O único objetivo do budismo ao tratar das emoções é nos liberar das causas fundamentais do sofrimento. Parte-se do princípio de que certos eventos mentais são perturbadores, não importando a intensidade ou o contexto em que surjam. Esse é o caso dos três processos mentais considerados como os “venenos” mentais básicos: o desejo, no sentido de “sede”, ânsia, avidez que atormenta; o ódio, desejo de ferir, de fazer sofrer; e a ilusão, que deforma a nossa percepção da realidade. O budismo geralmente acrescenta a esses três estados mentais o orgulho e a inveja; juntos eles constituem os cinco venenos maiores, aos quais se associam de sessenta estados mentais negativos. Os textos sagrados se referem também a “oitenta e quatro mil emoções negativas”. Elas não são especificadas em detalhe, mas esse número simbólico dá uma ideia da complexidade da mente humana e nos convida a compreender que os métodos para transformar a mente devem se adaptar à enorme variedade de disposições mentais. É por essa razão que o budismo fala das “oitenta e quatro mil portas” que levam ao caminho da transformação interior.

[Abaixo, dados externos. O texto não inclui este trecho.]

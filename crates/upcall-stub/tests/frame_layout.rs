//! Frame layouts of generated stubs.

use upcall_stub::abi::{ConventionDescriptor, Register, RegisterSet};
use upcall_stub::test_harness::*;
use upcall_stub::upcall::{FrameRegion, ReturnBuffer};
use upcall_stub::{Error, StubOptions, generate_upcall_stub};

fn region_size(sig: &str, region: FrameRegion) -> Option<usize> {
    let request = aarch64_request(sig).unwrap();
    let blob = generate_upcall_stub(&request, &StubOptions::default()).unwrap();
    blob.layout().region(region).map(|span| span.size)
}

#[test]
fn test_aapcs64_callee_save_area() {
    // r19-r28 and v8-v15, one 8-byte slot each.
    assert_eq!(region_size("()V", FrameRegion::CalleeSave), Some(18 * 8));
}

#[test]
fn test_argument_and_result_save_areas() {
    // r0, r1 at 8 bytes, v0 at 16 bytes.
    assert_eq!(region_size("(IJD)J", FrameRegion::ArgSave), Some(32));
    assert_eq!(region_size("(IJD)J", FrameRegion::ResultSave), Some(8));
    assert_eq!(region_size("(IJD)D", FrameRegion::ResultSave), Some(16));
    assert_eq!(region_size("()V", FrameRegion::ResultSave), Some(0));
}

#[test]
fn test_out_args_sized_from_stack_arguments() {
    assert_eq!(region_size("(JJJJJJJJJJ)V", FrameRegion::OutArgs), Some(32));
    assert_eq!(region_size("(J)V", FrameRegion::OutArgs), Some(0));
}

#[test]
fn test_return_buffer_for_two_registers() {
    assert_eq!(region_size("()[JJ]", FrameRegion::ReturnBuffer), Some(16));
    assert_eq!(region_size("()[JD]", FrameRegion::ReturnBuffer), Some(24));
    assert_eq!(region_size("()J", FrameRegion::ReturnBuffer), None);
}

fn runtime_returning(
    float_returns: &[Register],
    return_buffer: Option<Register>,
) -> ConventionDescriptor {
    let builder = ConventionDescriptor::builder("runtime")
        .volatile((0..=18).map(Register::gp))
        .int_args((1..=7).map(Register::gp))
        .float_args((0..=7).map(Register::fp))
        .int_returns([Register::gp(0)])
        .float_returns(float_returns.iter().copied());
    match return_buffer {
        Some(reg) => builder.return_buffer_register(reg).build().unwrap(),
        None => builder.build().unwrap(),
    }
}

#[test]
fn test_return_buffer_when_runtime_lacks_result_register() {
    let runtime = runtime_returning(&[], Some(Register::gp(10)));
    let request = aarch64_request("()D")
        .unwrap()
        .with_conventions(ConventionDescriptor::aapcs64(), runtime);
    let blob = generate_upcall_stub(&request, &StubOptions::default()).unwrap();
    let span = blob.layout().region(FrameRegion::ReturnBuffer).unwrap();
    assert_eq!(span.size, 16);
}

#[test]
fn test_return_buffer_when_runtime_result_register_differs() {
    let runtime = runtime_returning(&[Register::fp(1)], Some(Register::gp(10)));
    let request = aarch64_request("(J)D")
        .unwrap()
        .with_conventions(ConventionDescriptor::aapcs64(), runtime);
    let blob = generate_upcall_stub(&request, &StubOptions::default()).unwrap();
    assert_eq!(
        blob.layout().region(FrameRegion::ReturnBuffer).map(|span| span.size),
        Some(16)
    );
}

#[test]
fn test_missing_result_register_without_buffer_register_is_rejected() {
    let runtime = runtime_returning(&[], None);
    let request = aarch64_request("()D")
        .unwrap()
        .with_conventions(ConventionDescriptor::aapcs64(), runtime);
    let err = generate_upcall_stub(&request, &StubOptions::default()).unwrap_err();
    assert!(matches!(err, Error::InvalidDescriptor(_)), "{err}");
}

#[test]
fn test_matching_result_register_needs_no_buffer() {
    let runtime = runtime_returning(&[Register::fp(0)], None);
    let request = aarch64_request("(D)D")
        .unwrap()
        .with_conventions(ConventionDescriptor::aapcs64(), runtime);
    let blob = generate_upcall_stub(&request, &StubOptions::default()).unwrap();
    assert!(blob.layout().region(FrameRegion::ReturnBuffer).is_none());
}

#[test]
fn test_return_buffer_override_must_not_shrink() {
    let request = aarch64_request("()[JD]")
        .unwrap()
        .with_return_buffer(ReturnBuffer::Explicit(16));
    let err = generate_upcall_stub(&request, &StubOptions::default()).unwrap_err();
    assert!(matches!(
        err,
        Error::ReturnBufferTooSmall {
            required: 24,
            provided: 16
        }
    ));
}

#[test]
fn test_regions_are_ordered_and_frame_aligned() {
    for sig in ["()V", "(IJD)J", "(JJJJJJJJJJ)V", "(I)[JD]"] {
        let request = aarch64_request(sig).unwrap();
        let blob = generate_upcall_stub(&request, &StubOptions::default()).unwrap();
        let layout = blob.layout();
        assert_eq!(blob.frame_size() % 16, 0, "{sig}");
        for pair in layout.regions().windows(2) {
            assert!(pair[0].region < pair[1].region, "{sig}");
            assert_eq!(pair[0].end(), pair[1].offset, "{sig}");
        }
        assert!(layout.regions().last().unwrap().end() <= blob.frame_size());
    }
}

#[test]
fn test_empty_non_volatile_set() {
    let everything = (0..=28)
        .map(Register::gp)
        .chain(std::iter::once(Register::gp(30)))
        .chain((0..32).map(Register::fp));
    let native = ConventionDescriptor::builder("all-volatile")
        .volatile(everything)
        .int_args((0..=7).map(Register::gp))
        .float_args((0..=7).map(Register::fp))
        .int_returns([Register::gp(0), Register::gp(1)])
        .float_returns([Register::fp(0)])
        .build()
        .unwrap();
    assert!(native.non_volatile(&RegisterSet::aarch64()).is_empty());

    let request = aarch64_request("(J)J")
        .unwrap()
        .with_conventions(native, ConventionDescriptor::aarch64_runtime());
    let blob = generate_upcall_stub(&request, &StubOptions::default()).unwrap();
    let layout = blob.layout();
    let callee = layout.region(FrameRegion::CalleeSave).unwrap();
    assert_eq!(callee.size, 0);
    assert_eq!(callee.offset, layout.offset(FrameRegion::FrameData));
    assert!(layout.offset(FrameRegion::ArgSave) <= callee.offset);
}

#[test]
fn test_shadow_space_reserved_for_hooks() {
    let native = ConventionDescriptor::builder("shadowed")
        .volatile((0..=18).map(Register::gp))
        .int_args((0..=3).map(Register::gp))
        .float_args((0..=3).map(Register::fp))
        .int_returns([Register::gp(0)])
        .float_returns([Register::fp(0)])
        .shadow_space(32)
        .build()
        .unwrap();
    let request = aarch64_request("(JJ)J")
        .unwrap()
        .with_conventions(native, ConventionDescriptor::aarch64_runtime());
    let blob = generate_upcall_stub(&request, &StubOptions::default()).unwrap();
    assert_eq!(blob.layout().region(FrameRegion::OutArgs).unwrap().size, 32);
}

EXERCÍCIO Acalmar a mente e olhar para dentro
Sente-se em uma posição confortável. O seu corpo deve permanecer em uma postura ereta, mas não tensa, mantenha os olhos semicerrados. Respire durante cinco minutos, prestando atenção no entrar e sair do ar que acontece por meio da sua respiração. Sinta que os pensamentos caóticos aos poucos vão se aquietando. Quando os pensamentos surgem, não tente nem bloqueá-los nem fazer com que se multipliquem. Simplesmente continue a observar a sua respiração.
Em seguida, em vez de prestar atenção àquilo que vê ou escuta no mundo externo, volte a sua “visão” para dentro e “olhe” para a mente em si. “Olhar”, aqui, significa observar a sua própria consciência ou atenção, não o conteúdo dos seus pensamentos. Deixe a mente suavemente chegar ao repouso, como um viajante cansado que encontra um prado verdejante e aprazível onde pode sentar-se um pouco.
Então, com um profundo sentimento de apreço, pense no valor da existência humana e no seu potencial extraordinário, pronto para desabrochar. Perceba, também, que esta vida precisa não durará para sempre e que é essencial fazer dela o melhor possível. Examine sinceramente aquilo que é mais importante, para você, na vida. O que você precisa atingir, ou o que deve descartar, para conseguir o bem-estar autêntico e viver uma existência plena de significado? Quando os fatores que contribuem para a felicidade verdadeira estiverem claros para você, imagine que eles desabrocham, florescendo na sua mente. Decida-se a alimentá-los dia após dia.
Finalize a sua meditação fazendo com que pensamentos de bondade pura envolvam todos os seres vivos.
Estre trecho foi retirado do livro ”Felicidade – A pratica do Bem Estar”.